One playbook per class of incident. Every playbook follows the same shape: DetectTriageMitigateRCA template.

Pair with runbook.md for day-2 ops and observability.md for the underlying metrics.

Severity definitions:

Sev Impact Response
SEV1 Money is moving incorrectly, or player experience is broken for > 5 % of sessions Page oncall immediately; war-room until mitigated
SEV2 Single operator affected; money risk quantifiable and bounded Oncall during business hours; war-room if unresolved > 4 h
SEV3 Degraded observability or non-player-impacting error rate Ticket, triage next business day

Use the oldest applicable playbook; if nothing fits, page the engineering lead and file a new playbook post-RCA.


1. Stuck rollbacks ( > 5 min in PendingWalletJob )

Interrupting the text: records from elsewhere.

//! Transports carrying WAMP messages between a session and its router.
//!
//! A transport moves opaque payloads; it learns which [`Serializer`] to use
//! while connecting and hands it to the session together with the
//! `Connected` notification. See [`Transport`] for the contract.
//!
//! [`Serializer`]: wamp_protocol::Serializer

pub mod error;
pub mod fake;
pub mod transport;
pub mod websocket;

pub use error::{Result, TransportError};
pub use transport::{EventSink, Transport, TransportEvent};
pub use websocket::WebSocketTransport;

Severity: SEV2 per operator; SEV1 if > 1 % of pending jobs cross-cutting.

Detect

  • Alert: pending_wallet_jobs{endpoint="ROLLBACK"} > 0 for > 5m.
  • Dashboard: the "Rollback queue depth" panel in the SLO dashboard.
  • Operator complaints: players reporting that their stake was debited but the round voided / refund never arrived.

Triage

  1. Query: SELECT operator_id, count(*), max(age(now(), created_at)) FROM pending_wallet_jobs WHERE endpoint='ROLLBACK' AND completed_at IS NULL GROUP BY 1 ORDER BY 2 DESC;
  2. Is the queue growing or stable? SELECT date_trunc('minute', created_at), count(*) FROM pending_wallet_jobs WHERE endpoint='ROLLBACK' AND completed_at IS NULL GROUP BY 1 ORDER BY 1 DESC LIMIT 30;
  3. What's the last_error? SELECT last_error, count(*) FROM pending_wallet_jobs WHERE endpoint='ROLLBACK' AND completed_at IS NULL GROUP BY 1 ORDER BY 2 DESC LIMIT 10;

Mitigate

  • Common root cause: operator wallet is rejecting the rollback. Check their WalletCall error rows: SELECT created_at, status, response_body FROM wallet_calls WHERE operator_id=<X> AND endpoint='ROLLBACK' AND succeeded=false ORDER BY created_at DESC LIMIT 20;
  • If RS_ERROR_TRANSACTION_DOES_NOT_EXIST: operator has forgotten the original bet. Mark the pending job completed with a manual override (the stake never actually left their wallet).
  • If RS_ERROR_TRANSACTION_ALREADY_ROLLED_BACK / duplicate: same. Mark completed.
  • If 5xx or timeout: the operator wallet is down. Notify them; keep retrying.
  • If the RGS circuit breaker has opened for that operator: see §6.
  • If it's all operators at once: likely a bug in the retry path. Revert to prior version, file SEV1.

RCA template

  • What was the operator's failure mode?
  • Did our classifier treat an unknown response as retryable correctly?
  • How long did it take to detect? (Alert latency + human response.)
  • What monitor would reduce detection time?

2. RTP drift alert

Severity: SEV2 on 24h window > ±3σ; SEV1 if rolling 1h > ±5σ.

Detect

  • Alert: rtp_actual_rolling_24h{game_code="ketapola-dice"} - <theoretical> ≥ ±3σ (see observability.md). (Matching labels fire for other game_code values as new plugins ship.)

Triage

  1. Reproduce: run the per-game 10M-round regression. bun test tests/games/<code>/rtp-regression.spec.ts (e.g. tests/games/ketapola-dice/rtp-regression.spec.ts). Does it still pass at the current config?
  2. Check config audit: SELECT * FROM operator_config_audit_log WHERE field_name IN ('lowWeight','highWeight','commissionMicro') AND created_at > now() - interval '24h' ORDER BY created_at DESC;
  3. Check round counts per operator, a single outlier operator can move the mean.
  4. Sample rounds: pull 50 random rounds in the alert window, re-verify the proof end-to-end (the public-facing verifier). If any fail: stop everything, page SEV1.

Mitigate

  • Weight config changed unexpectedly: revert the config via portal (audit log shows who). Verify the engine picks up the new weights on the next round.
  • Single outlier operator: quarantine them by setting OperatorGameConfig.enabled = false. Their in-flight rounds void; bets currently held refund.
  • RNG behaviour actually drifted: this is SEV1. Roll back the deploy. Any deploy that touched rng.ts without a CERT-ATTEST is the CI gate failing, investigate how it reached prod.

RCA template

  • Root: config change, operator-induced, statistical variance, or RNG bug?
  • Effective RTP observed; player impact in micro-units.
  • Was any player overpaid or underpaid? Manual reconciliation required?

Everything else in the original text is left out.